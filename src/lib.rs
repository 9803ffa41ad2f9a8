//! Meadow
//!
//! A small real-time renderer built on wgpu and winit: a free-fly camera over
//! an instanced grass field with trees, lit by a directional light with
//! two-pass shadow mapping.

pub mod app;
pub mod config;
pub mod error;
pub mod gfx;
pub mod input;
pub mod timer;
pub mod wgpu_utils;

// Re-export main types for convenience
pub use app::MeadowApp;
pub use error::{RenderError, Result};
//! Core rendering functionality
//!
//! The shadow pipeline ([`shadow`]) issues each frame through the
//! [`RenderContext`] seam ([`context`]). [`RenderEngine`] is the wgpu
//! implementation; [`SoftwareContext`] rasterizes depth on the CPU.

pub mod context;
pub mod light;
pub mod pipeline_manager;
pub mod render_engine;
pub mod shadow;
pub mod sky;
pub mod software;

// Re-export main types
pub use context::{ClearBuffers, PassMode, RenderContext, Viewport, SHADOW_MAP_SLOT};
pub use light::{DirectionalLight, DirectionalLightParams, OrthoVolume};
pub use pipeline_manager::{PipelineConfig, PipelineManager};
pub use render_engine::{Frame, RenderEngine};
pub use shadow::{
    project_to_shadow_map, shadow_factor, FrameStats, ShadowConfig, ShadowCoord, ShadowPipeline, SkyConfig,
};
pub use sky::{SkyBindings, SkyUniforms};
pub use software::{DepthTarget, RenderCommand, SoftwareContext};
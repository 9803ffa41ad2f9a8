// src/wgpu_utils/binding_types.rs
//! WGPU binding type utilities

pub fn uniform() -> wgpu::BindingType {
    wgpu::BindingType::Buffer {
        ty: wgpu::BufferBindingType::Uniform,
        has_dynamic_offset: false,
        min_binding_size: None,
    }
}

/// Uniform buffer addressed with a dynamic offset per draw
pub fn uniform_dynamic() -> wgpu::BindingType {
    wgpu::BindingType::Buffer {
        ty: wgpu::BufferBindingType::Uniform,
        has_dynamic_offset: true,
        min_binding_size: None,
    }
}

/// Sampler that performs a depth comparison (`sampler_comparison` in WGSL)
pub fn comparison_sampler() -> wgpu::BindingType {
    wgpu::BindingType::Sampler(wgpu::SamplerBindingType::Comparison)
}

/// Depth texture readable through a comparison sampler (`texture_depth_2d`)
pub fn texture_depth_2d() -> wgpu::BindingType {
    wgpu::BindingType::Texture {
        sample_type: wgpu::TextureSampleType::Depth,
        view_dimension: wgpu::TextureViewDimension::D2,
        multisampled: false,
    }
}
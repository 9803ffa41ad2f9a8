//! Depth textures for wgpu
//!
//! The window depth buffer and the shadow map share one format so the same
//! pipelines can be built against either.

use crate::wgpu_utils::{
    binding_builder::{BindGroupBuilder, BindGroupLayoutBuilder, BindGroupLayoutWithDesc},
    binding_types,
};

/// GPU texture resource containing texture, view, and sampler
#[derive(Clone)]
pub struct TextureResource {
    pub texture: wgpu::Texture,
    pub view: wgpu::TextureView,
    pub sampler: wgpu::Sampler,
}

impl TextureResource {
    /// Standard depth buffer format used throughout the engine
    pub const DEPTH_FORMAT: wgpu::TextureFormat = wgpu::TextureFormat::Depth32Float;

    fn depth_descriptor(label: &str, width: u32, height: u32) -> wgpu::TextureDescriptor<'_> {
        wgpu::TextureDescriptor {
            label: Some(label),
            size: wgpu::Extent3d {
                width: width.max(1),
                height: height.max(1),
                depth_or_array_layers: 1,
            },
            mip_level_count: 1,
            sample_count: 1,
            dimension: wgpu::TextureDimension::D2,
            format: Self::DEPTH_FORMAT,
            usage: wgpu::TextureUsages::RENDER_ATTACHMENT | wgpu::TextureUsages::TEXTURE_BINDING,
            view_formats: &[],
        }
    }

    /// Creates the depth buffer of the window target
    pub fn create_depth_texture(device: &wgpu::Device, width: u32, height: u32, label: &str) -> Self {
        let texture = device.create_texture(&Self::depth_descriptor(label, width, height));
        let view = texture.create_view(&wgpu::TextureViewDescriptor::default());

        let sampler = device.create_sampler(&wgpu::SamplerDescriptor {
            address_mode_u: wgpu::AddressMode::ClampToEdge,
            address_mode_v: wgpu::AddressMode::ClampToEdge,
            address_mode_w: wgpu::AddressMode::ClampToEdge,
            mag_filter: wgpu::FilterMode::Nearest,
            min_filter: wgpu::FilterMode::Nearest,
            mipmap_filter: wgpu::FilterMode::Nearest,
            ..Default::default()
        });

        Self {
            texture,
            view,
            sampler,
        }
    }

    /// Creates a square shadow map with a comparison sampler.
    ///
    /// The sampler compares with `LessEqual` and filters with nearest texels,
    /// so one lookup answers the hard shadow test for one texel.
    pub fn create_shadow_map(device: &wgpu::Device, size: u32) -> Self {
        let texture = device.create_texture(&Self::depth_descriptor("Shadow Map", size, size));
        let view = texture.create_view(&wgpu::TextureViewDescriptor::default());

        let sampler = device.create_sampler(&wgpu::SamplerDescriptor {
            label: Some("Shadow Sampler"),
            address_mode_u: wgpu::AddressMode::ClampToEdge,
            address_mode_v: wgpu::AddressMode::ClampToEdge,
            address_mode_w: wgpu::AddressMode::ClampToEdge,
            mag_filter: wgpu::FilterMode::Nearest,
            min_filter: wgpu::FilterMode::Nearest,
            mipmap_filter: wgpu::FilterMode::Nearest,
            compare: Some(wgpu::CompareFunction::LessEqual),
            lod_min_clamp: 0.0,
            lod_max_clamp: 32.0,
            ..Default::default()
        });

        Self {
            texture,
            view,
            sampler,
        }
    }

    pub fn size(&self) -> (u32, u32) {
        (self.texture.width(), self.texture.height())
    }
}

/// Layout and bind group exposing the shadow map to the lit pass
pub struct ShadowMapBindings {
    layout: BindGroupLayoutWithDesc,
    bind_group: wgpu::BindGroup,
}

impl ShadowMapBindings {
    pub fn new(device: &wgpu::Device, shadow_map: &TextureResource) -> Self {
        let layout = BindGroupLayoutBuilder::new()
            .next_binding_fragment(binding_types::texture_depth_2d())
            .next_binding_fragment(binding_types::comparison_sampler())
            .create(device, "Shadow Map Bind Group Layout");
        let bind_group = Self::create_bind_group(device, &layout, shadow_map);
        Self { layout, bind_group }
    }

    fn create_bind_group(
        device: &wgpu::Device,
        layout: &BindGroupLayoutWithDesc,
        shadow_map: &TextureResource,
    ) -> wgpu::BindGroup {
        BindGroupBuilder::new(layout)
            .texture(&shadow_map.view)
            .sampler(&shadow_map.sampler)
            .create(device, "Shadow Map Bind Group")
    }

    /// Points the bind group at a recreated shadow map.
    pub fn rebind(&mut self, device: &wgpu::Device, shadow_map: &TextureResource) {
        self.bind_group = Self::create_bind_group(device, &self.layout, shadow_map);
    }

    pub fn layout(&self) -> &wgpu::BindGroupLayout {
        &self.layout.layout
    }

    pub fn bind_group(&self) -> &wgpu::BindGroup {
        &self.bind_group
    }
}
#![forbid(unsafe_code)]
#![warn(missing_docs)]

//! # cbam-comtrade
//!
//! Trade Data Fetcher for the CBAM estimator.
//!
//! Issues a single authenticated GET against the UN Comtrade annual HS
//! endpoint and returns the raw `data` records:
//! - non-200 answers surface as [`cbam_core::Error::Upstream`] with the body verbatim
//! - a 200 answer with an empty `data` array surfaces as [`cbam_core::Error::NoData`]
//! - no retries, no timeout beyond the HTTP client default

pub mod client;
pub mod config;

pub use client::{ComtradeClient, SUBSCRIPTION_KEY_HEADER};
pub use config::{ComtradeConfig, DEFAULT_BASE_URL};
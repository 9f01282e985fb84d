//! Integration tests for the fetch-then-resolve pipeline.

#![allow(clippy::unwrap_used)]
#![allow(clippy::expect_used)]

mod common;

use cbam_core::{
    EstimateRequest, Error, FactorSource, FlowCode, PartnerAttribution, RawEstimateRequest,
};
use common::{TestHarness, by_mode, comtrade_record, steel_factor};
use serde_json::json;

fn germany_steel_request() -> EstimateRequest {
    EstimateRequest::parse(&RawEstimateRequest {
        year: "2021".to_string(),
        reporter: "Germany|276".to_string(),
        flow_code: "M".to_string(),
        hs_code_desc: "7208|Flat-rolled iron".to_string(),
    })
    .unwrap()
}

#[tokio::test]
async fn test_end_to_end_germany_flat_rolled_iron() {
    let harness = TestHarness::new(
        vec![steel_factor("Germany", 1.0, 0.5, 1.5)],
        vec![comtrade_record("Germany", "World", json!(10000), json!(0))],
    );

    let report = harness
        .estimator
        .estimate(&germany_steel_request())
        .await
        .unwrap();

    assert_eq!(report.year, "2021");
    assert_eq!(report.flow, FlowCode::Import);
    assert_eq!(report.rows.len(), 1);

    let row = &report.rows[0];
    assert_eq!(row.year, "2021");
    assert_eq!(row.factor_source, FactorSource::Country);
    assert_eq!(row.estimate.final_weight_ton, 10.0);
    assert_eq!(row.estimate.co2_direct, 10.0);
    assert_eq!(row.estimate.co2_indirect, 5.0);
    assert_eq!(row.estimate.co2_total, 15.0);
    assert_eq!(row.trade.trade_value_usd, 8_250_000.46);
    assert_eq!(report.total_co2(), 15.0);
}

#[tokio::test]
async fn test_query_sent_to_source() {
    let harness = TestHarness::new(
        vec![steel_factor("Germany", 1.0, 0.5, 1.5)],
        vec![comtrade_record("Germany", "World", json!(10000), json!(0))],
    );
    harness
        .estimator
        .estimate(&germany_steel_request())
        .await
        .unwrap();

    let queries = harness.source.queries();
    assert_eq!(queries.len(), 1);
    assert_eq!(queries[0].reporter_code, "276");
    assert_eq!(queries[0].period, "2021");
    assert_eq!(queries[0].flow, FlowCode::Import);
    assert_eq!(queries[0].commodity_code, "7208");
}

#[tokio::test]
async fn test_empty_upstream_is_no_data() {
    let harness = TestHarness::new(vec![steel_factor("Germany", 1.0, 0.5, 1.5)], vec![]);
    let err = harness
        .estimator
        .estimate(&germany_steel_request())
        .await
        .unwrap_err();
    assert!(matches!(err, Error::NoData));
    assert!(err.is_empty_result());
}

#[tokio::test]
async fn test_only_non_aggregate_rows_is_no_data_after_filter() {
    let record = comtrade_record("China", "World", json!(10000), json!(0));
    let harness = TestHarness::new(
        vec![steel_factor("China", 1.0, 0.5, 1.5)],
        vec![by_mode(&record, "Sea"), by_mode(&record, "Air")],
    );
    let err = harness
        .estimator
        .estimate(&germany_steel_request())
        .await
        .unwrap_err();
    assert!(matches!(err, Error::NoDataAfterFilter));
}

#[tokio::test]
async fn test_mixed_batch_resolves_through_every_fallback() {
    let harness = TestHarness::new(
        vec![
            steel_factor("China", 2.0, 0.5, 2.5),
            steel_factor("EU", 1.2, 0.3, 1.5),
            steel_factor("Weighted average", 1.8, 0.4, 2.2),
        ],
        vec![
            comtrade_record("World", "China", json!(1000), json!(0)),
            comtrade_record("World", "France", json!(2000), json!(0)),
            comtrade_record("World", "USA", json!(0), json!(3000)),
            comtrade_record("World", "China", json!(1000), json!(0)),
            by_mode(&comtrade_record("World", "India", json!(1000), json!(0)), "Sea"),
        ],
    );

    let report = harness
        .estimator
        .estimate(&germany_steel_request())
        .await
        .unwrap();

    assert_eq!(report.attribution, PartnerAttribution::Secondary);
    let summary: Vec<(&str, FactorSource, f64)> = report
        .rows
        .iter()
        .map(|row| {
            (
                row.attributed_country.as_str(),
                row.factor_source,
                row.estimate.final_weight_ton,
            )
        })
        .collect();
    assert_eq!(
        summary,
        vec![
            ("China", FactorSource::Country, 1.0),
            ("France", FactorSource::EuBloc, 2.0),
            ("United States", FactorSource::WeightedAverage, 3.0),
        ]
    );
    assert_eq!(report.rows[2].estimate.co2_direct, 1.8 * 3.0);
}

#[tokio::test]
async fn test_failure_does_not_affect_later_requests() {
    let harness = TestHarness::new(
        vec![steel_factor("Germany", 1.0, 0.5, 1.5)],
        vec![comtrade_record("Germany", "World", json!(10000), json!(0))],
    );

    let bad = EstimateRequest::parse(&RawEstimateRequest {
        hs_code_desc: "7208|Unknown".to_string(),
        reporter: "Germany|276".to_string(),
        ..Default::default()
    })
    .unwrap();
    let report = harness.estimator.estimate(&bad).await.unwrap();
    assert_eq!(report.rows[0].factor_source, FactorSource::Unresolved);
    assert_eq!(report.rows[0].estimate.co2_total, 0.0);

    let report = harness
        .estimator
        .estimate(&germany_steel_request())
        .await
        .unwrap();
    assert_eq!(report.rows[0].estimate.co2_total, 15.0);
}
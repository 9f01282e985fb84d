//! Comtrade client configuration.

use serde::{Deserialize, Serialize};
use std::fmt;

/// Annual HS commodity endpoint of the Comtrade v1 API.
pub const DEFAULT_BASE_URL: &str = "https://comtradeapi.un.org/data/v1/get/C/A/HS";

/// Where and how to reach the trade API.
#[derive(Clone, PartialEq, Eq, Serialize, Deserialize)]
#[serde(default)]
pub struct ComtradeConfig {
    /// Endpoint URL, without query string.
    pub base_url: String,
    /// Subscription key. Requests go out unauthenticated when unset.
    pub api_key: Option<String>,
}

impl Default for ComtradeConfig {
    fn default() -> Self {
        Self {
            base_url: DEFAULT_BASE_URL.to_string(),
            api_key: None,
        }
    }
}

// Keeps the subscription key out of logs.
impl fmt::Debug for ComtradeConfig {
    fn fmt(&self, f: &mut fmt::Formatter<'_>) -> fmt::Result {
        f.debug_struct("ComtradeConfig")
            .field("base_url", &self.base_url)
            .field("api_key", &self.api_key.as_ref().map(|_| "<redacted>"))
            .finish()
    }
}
+--
* **YOUR TASK**
For each line above that contains "Creates", make a copy.

* **EXPECTED ANSWER**
    /// Creates the depth buffer of the window target
    /// Creates a square shadow map with a comparison sampler.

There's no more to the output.